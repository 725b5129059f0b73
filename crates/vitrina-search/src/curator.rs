//! Sample curation.
//!
//! A proposed sample is kept only when it looks like the item (close enough
//! to the primary embedding) and adds something new (not a near-copy of a
//! sample already stored).

use std::collections::HashMap;
use std::sync::{Arc, Mutex};
use std::time::Instant;

use tokio::sync::{Mutex as AsyncMutex, OwnedMutexGuard};
use tracing::{debug, info, warn};
use uuid::Uuid;

use vitrina_core::defaults::{self, env_or, SAMPLE_DUPLICATE_SIMILARITY, SAMPLE_MIN_SIMILARITY};
use vitrina_core::{
    Error, ItemRepository, RejectReason, Result, SampleOutcome, SampleRepository,
};
use vitrina_inference::EmbeddingExtractor;

use crate::engine::SimilarityEngine;

/// Similarity gates applied to proposed samples.
#[derive(Debug, Clone, Copy, PartialEq)]
pub struct CurationGates {
    /// Below this similarity to the primary embedding a sample is rejected.
    pub min_similarity: f32,
    /// Above this similarity to an existing sample a sample is a duplicate.
    pub duplicate_similarity: f32,
}

impl Default for CurationGates {
    fn default() -> Self {
        Self {
            min_similarity: SAMPLE_MIN_SIMILARITY,
            duplicate_similarity: SAMPLE_DUPLICATE_SIMILARITY,
        }
    }
}

impl CurationGates {
    /// Gates from `VITRINA_SAMPLE_MIN_SIMILARITY` and
    /// `VITRINA_SAMPLE_DUPLICATE_SIMILARITY`.
    pub fn from_env() -> Self {
        Self {
            min_similarity: env_or(defaults::ENV_SAMPLE_MIN_SIMILARITY, SAMPLE_MIN_SIMILARITY),
            duplicate_similarity: env_or(
                defaults::ENV_SAMPLE_DUPLICATE_SIMILARITY,
                SAMPLE_DUPLICATE_SIMILARITY,
            ),
        }
    }

    pub fn with_min_similarity(mut self, value: f32) -> Self {
        self.min_similarity = value;
        self
    }

    pub fn with_duplicate_similarity(mut self, value: f32) -> Self {
        self.duplicate_similarity = value;
        self
    }

    /// Apply both gates.
    ///
    /// `primary` is the similarity to the primary embedding, if the item has
    /// a usable one. `samples` are similarities to the stored samples.
    pub fn judge(
        &self,
        primary: Option<f32>,
        samples: &[f32],
    ) -> std::result::Result<(), RejectReason> {
        if let Some(similarity) = primary {
            if similarity < self.min_similarity {
                return Err(RejectReason::LowSimilarity { similarity });
            }
        }
        match samples.iter().copied().reduce(f32::max) {
            Some(similarity) if similarity > self.duplicate_similarity => {
                Err(RejectReason::Duplicate { similarity })
            }
            _ => Ok(()),
        }
    }
}

/// One async lock per item with a proposal in progress.
#[derive(Default)]
struct ItemLocks {
    locks: Mutex<HashMap<Uuid, Arc<AsyncMutex<()>>>>,
}

impl ItemLocks {
    async fn acquire(&self, item_id: Uuid) -> OwnedMutexGuard<()> {
        let lock = {
            let mut locks = self.locks.lock().unwrap_or_else(|p| p.into_inner());
            // entries nobody holds or waits on
            locks.retain(|_, lock| Arc::strong_count(lock) > 1);
            locks.entry(item_id).or_default().clone()
        };
        lock.lock_owned().await
    }

    #[cfg(test)]
    fn len(&self) -> usize {
        self.locks.lock().unwrap_or_else(|p| p.into_inner()).len()
    }
}

/// Accepts or rejects extra reference photos for catalog items.
///
/// Clones share their item locks, so proposals for the same item are
/// judged and stored one at a time.
#[derive(Clone)]
pub struct SampleCurator {
    items: Arc<dyn ItemRepository>,
    samples: Arc<dyn SampleRepository>,
    extractor: EmbeddingExtractor,
    engine: SimilarityEngine,
    gates: CurationGates,
    item_locks: Arc<ItemLocks>,
}

impl SampleCurator {
    pub fn new(
        items: Arc<dyn ItemRepository>,
        samples: Arc<dyn SampleRepository>,
        extractor: EmbeddingExtractor,
    ) -> Self {
        Self {
            items,
            samples,
            extractor,
            engine: SimilarityEngine::default(),
            gates: CurationGates::default(),
            item_locks: Arc::new(ItemLocks::default()),
        }
    }

    pub fn with_gates(mut self, gates: CurationGates) -> Self {
        self.gates = gates;
        self
    }

    pub fn gates(&self) -> &CurationGates {
        &self.gates
    }

    /// Propose `image` as an additional sample for `item_id`.
    ///
    /// Rejections are returned as [`SampleOutcome::Rejected`]; only a
    /// missing item or a repository failure is an error.
    pub async fn propose_sample(&self, item_id: Uuid, image: &[u8]) -> Result<SampleOutcome> {
        let start = Instant::now();
        let item = self
            .items
            .fetch(item_id)
            .await?
            .filter(|item| !item.is_deleted())
            .ok_or(Error::ItemNotFound(item_id))?;

        let Some(candidate) = self.extractor.extract(image).await else {
            return Ok(self.reject(item_id, RejectReason::Unprocessable));
        };
        let dimension = candidate.dimension();

        let primary = match item.primary_embedding(dimension) {
            Ok(primary) => primary,
            Err(e) => {
                warn!(
                    subsystem = "search",
                    component = "curator",
                    item_id = %item_id,
                    error = %e,
                    "Ignoring corrupt primary embedding"
                );
                None
            }
        };
        let primary_similarity = primary.as_ref().map(|p| candidate.similarity(p));

        // held until the sample is stored or rejected
        let _guard = self.item_locks.acquire(item_id).await;
        let stored = self.samples.list_for_items(&[item_id]).await?;
        let sample_similarities: Vec<f32> = stored
            .iter()
            .filter_map(|sample| {
                match self.engine.decode_stored(&sample.embedding, dimension) {
                    Ok(values) => Some(vitrina_core::dot(candidate.as_slice(), &values)),
                    Err(e) => {
                        warn!(
                            subsystem = "search",
                            component = "curator",
                            item_id = %item_id,
                            sample_id = %sample.id,
                            error = %e,
                            "Skipping corrupt sample embedding"
                        );
                        None
                    }
                }
            })
            .collect();

        if let Err(reason) = self.gates.judge(primary_similarity, &sample_similarities) {
            return Ok(self.reject(item_id, reason));
        }

        let sample = self.samples.insert(item_id, &candidate).await?;
        info!(
            subsystem = "search",
            component = "curator",
            op = "propose_sample",
            item_id = %item_id,
            sample_id = %sample.id,
            primary_similarity,
            existing_samples = stored.len(),
            duration_ms = start.elapsed().as_millis() as u64,
            "Sample accepted"
        );
        Ok(SampleOutcome::Accepted(sample))
    }

    fn reject(&self, item_id: Uuid, reason: RejectReason) -> SampleOutcome {
        debug!(
            subsystem = "search",
            component = "curator",
            op = "propose_sample",
            item_id = %item_id,
            reason = reason.as_str(),
            "Sample rejected"
        );
        SampleOutcome::Rejected(reason)
    }
}

#[cfg(test)]
mod tests {
    use super::*;

    #[test]
    fn test_low_similarity_gate_is_strict_less_than() {
        let gates = CurationGates::default();
        assert_eq!(
            gates.judge(Some(0.59), &[]),
            Err(RejectReason::LowSimilarity { similarity: 0.59 })
        );
        assert_eq!(gates.judge(Some(0.60), &[]), Ok(()));
        assert_eq!(gates.judge(Some(0.61), &[]), Ok(()));
    }

    #[test]
    fn test_duplicate_gate_is_strict_greater_than() {
        let gates = CurationGates::default();
        assert_eq!(gates.judge(Some(1.0), &[0.94]), Ok(()));
        assert_eq!(gates.judge(Some(1.0), &[0.95]), Ok(()));
        assert_eq!(
            gates.judge(Some(1.0), &[0.5, 0.96, 0.7]),
            Err(RejectReason::Duplicate { similarity: 0.96 })
        );
    }

    #[test]
    fn test_no_primary_skips_low_similarity_gate() {
        let gates = CurationGates::default();
        assert_eq!(gates.judge(None, &[]), Ok(()));
        assert!(gates.judge(None, &[0.99]).is_err());
    }

    #[tokio::test]
    async fn test_item_lock_blocks_only_the_same_item() {
        let locks = ItemLocks::default();
        let a = Uuid::new_v4();
        let b = Uuid::new_v4();

        let held = locks.acquire(a).await;
        let blocked =
            tokio::time::timeout(std::time::Duration::from_millis(50), locks.acquire(a)).await;
        assert!(blocked.is_err());
        let other = locks.acquire(b).await;
        drop(other);

        drop(held);
        let again = locks.acquire(a).await;
        drop(again);
    }

    #[tokio::test]
    async fn test_idle_item_locks_are_dropped() {
        let locks = ItemLocks::default();
        for _ in 0..5 {
            let _guard = locks.acquire(Uuid::new_v4()).await;
        }
        let _guard = locks.acquire(Uuid::new_v4()).await;
        assert_eq!(locks.len(), 1);
    }

    #[test]
    fn test_low_similarity_checked_before_duplicate() {
        let gates = CurationGates::default();
        assert!(matches!(
            gates.judge(Some(0.1), &[0.99]),
            Err(RejectReason::LowSimilarity { .. })
        ));
    }

    #[test]
    fn test_custom_gates() {
        let gates = CurationGates::default()
            .with_min_similarity(0.8)
            .with_duplicate_similarity(0.9);
        assert!(gates.judge(Some(0.79), &[]).is_err());
        assert!(gates.judge(Some(0.85), &[0.91]).is_err());
        assert!(gates.judge(Some(0.85), &[0.89]).is_ok());
    }
}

########

■ **WORK TASK**
The word "EmbeddingExtractor" appears in some lines above. Return every one of those lines.

■ **ANSWER TO THE EXERCISE**
use vitrina_inference::EmbeddingExtractor;
    extractor: EmbeddingExtractor,
        extractor: EmbeddingExtractor,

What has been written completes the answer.